Extracted data entries
↓

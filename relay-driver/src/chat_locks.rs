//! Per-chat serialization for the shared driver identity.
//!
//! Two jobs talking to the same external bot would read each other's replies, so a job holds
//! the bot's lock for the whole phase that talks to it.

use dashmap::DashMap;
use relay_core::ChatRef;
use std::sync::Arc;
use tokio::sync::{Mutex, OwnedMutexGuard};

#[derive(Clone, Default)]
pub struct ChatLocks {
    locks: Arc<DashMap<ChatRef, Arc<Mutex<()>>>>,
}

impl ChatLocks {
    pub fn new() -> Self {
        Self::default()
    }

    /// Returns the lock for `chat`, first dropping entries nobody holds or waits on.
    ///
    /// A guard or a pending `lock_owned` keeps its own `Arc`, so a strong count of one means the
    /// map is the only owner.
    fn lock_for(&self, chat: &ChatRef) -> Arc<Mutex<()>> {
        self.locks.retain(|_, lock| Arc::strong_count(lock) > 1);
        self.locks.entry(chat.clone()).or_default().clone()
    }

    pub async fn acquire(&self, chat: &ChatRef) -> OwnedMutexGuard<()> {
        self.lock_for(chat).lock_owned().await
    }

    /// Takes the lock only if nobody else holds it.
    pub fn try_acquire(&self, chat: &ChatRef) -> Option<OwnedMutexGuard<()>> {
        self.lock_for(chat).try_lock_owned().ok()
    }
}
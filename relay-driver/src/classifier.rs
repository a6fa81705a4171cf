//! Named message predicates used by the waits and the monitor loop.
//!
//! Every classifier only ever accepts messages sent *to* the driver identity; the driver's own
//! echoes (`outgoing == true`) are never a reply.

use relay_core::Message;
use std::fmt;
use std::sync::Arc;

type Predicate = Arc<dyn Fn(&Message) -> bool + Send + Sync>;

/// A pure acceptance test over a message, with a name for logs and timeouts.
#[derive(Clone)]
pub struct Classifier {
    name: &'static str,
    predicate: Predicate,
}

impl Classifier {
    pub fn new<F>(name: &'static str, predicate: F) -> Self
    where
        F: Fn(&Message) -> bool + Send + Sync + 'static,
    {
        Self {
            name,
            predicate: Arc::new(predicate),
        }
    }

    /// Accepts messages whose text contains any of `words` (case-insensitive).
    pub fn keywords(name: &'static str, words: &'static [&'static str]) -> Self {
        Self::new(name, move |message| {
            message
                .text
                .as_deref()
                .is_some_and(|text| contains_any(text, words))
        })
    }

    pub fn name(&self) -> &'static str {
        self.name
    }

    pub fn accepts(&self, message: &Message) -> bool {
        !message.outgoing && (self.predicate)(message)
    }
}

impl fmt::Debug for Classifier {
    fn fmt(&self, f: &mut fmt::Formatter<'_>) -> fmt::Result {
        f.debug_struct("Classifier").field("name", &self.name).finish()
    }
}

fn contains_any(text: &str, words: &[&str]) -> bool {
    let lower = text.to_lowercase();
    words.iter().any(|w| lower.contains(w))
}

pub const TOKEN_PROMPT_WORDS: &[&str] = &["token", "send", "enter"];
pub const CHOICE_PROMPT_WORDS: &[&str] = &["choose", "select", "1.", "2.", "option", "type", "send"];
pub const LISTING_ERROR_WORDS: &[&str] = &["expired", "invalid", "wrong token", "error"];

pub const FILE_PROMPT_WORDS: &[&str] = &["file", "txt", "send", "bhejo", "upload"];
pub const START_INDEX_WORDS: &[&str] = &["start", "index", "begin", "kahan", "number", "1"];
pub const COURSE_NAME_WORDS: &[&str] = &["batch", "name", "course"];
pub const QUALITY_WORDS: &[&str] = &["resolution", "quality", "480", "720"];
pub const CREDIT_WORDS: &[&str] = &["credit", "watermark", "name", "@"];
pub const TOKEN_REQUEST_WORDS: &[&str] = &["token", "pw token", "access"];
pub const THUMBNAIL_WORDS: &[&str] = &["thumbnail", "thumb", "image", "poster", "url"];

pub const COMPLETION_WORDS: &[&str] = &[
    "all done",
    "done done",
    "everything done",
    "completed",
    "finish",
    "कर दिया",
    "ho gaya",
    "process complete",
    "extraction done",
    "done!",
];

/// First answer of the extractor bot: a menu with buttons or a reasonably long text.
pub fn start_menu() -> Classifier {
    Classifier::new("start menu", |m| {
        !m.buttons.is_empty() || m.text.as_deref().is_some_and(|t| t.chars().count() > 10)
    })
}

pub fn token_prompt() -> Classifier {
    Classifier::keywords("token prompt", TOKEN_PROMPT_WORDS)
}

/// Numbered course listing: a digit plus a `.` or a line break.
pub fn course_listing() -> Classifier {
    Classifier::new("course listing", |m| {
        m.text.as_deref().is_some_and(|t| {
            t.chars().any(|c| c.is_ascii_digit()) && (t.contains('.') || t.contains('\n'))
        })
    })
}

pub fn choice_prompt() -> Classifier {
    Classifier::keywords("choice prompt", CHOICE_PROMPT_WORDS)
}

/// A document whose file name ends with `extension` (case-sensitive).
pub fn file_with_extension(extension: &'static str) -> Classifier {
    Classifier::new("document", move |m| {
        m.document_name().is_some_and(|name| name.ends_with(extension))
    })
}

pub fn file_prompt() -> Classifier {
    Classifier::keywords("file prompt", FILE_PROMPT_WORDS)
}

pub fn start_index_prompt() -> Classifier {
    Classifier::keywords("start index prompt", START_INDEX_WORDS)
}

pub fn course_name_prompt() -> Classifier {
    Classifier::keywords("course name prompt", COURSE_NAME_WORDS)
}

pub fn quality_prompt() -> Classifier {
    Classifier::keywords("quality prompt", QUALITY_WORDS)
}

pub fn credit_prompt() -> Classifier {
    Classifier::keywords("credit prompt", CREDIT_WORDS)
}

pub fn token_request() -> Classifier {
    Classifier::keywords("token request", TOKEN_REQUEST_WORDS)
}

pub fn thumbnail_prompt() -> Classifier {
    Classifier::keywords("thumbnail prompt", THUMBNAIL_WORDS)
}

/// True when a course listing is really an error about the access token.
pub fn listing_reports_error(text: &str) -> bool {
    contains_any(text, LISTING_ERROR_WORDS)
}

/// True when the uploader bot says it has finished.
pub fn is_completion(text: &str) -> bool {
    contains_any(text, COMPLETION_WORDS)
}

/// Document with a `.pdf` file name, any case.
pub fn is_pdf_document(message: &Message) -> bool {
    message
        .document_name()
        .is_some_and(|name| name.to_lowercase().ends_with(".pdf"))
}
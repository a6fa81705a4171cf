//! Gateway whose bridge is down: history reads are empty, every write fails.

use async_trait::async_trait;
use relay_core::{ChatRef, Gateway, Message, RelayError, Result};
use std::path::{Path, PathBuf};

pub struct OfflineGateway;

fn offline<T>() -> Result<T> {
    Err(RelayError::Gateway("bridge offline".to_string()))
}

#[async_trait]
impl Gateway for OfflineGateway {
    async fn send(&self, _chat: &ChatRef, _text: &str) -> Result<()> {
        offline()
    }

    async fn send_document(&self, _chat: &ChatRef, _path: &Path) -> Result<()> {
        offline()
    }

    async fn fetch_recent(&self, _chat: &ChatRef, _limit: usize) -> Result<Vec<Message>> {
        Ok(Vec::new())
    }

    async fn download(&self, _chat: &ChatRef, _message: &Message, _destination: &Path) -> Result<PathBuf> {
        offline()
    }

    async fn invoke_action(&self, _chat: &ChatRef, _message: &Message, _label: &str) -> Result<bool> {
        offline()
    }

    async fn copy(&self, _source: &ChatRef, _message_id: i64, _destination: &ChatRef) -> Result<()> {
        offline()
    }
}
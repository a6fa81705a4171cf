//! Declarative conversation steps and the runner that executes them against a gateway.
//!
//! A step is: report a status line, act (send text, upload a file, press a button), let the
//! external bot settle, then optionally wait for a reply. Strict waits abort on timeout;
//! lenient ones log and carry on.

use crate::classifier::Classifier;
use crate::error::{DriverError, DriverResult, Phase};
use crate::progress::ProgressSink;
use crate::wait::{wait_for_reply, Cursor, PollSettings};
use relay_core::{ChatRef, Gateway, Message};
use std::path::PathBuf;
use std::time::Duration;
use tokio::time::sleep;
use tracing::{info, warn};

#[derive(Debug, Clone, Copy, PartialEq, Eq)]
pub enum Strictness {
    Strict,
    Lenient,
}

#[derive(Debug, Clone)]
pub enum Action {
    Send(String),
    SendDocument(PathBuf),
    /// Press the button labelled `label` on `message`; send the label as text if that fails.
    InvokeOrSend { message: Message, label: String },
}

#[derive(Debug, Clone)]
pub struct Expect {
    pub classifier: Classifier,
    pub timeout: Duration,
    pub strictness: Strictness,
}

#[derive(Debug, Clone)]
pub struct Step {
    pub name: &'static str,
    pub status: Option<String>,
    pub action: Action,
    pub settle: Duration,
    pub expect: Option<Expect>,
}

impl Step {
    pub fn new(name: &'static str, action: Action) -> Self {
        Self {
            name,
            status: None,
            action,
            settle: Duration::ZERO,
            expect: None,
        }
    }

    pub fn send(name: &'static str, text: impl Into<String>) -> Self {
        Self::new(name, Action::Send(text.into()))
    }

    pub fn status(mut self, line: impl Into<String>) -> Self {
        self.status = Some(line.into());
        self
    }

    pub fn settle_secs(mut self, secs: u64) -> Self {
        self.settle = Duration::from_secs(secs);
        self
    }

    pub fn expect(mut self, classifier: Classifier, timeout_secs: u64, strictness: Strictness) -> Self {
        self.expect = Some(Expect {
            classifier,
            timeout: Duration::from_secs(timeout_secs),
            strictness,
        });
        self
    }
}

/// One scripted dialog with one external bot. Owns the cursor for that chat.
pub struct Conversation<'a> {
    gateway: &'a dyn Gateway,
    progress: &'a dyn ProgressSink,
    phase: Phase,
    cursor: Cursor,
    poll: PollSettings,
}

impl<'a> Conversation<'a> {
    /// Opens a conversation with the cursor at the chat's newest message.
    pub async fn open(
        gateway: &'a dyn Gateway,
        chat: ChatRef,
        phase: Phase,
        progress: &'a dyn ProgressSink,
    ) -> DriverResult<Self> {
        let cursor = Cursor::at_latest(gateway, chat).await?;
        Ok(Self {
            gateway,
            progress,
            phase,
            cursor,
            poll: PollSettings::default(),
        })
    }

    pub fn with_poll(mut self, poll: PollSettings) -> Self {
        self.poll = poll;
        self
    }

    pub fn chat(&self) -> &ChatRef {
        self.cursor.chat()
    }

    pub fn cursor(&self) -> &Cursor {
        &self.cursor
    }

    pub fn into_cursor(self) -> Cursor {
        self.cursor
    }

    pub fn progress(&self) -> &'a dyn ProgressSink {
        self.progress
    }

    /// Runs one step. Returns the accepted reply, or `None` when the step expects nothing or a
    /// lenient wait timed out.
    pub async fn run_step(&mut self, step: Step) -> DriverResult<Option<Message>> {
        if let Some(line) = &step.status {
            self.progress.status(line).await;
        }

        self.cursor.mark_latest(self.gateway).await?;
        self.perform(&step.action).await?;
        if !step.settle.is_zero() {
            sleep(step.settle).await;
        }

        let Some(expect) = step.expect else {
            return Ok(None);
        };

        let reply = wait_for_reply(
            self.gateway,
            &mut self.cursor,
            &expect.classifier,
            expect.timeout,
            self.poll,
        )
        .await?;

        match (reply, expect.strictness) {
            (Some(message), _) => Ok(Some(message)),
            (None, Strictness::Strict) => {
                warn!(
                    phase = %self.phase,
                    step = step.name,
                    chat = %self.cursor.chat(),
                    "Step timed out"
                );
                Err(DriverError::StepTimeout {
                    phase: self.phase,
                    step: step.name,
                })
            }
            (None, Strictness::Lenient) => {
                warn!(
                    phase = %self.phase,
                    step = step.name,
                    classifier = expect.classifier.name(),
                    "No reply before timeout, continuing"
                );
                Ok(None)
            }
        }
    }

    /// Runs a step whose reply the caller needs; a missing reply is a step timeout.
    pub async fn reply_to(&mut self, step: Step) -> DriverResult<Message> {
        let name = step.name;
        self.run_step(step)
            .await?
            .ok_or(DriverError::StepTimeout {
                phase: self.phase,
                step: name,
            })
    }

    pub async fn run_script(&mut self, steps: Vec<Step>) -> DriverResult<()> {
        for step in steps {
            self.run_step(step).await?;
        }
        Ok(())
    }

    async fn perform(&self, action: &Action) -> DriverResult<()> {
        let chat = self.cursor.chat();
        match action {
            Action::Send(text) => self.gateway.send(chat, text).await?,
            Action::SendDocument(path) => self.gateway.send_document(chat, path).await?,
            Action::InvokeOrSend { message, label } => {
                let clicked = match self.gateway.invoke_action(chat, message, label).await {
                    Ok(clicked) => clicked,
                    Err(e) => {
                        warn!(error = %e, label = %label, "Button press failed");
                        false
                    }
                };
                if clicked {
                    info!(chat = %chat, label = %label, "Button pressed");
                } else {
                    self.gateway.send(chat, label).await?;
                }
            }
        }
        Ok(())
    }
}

↑

● **Your instructions**:
Give the lines again, exactly as they stand, from the beginning of the data through the line with "fn lock_for(&self, chat: &ChatRef)".

● **Answer to the exercise**:
filename relay-driver/src/chat_locks.rs
//! Per-chat serialization for the shared driver identity.
//!
//! Two jobs talking to the same external bot would read each other's replies, so a job holds
//! the bot's lock for the whole phase that talks to it.

use dashmap::DashMap;
use relay_core::ChatRef;
use std::sync::Arc;
use tokio::sync::{Mutex, OwnedMutexGuard};

#[derive(Clone, Default)]
pub struct ChatLocks {
    locks: Arc<DashMap<ChatRef, Arc<Mutex<()>>>>,
}

impl ChatLocks {
    pub fn new() -> Self {
        Self::default()
    }

    /// Returns the lock for `chat`, first dropping entries nobody holds or waits on.
    ///
    /// A guard or a pending `lock_owned` keeps its own `Arc`, so a strong count of one means the
    /// map is the only owner.
    fn lock_for(&self, chat: &ChatRef) -> Arc<Mutex<()>> {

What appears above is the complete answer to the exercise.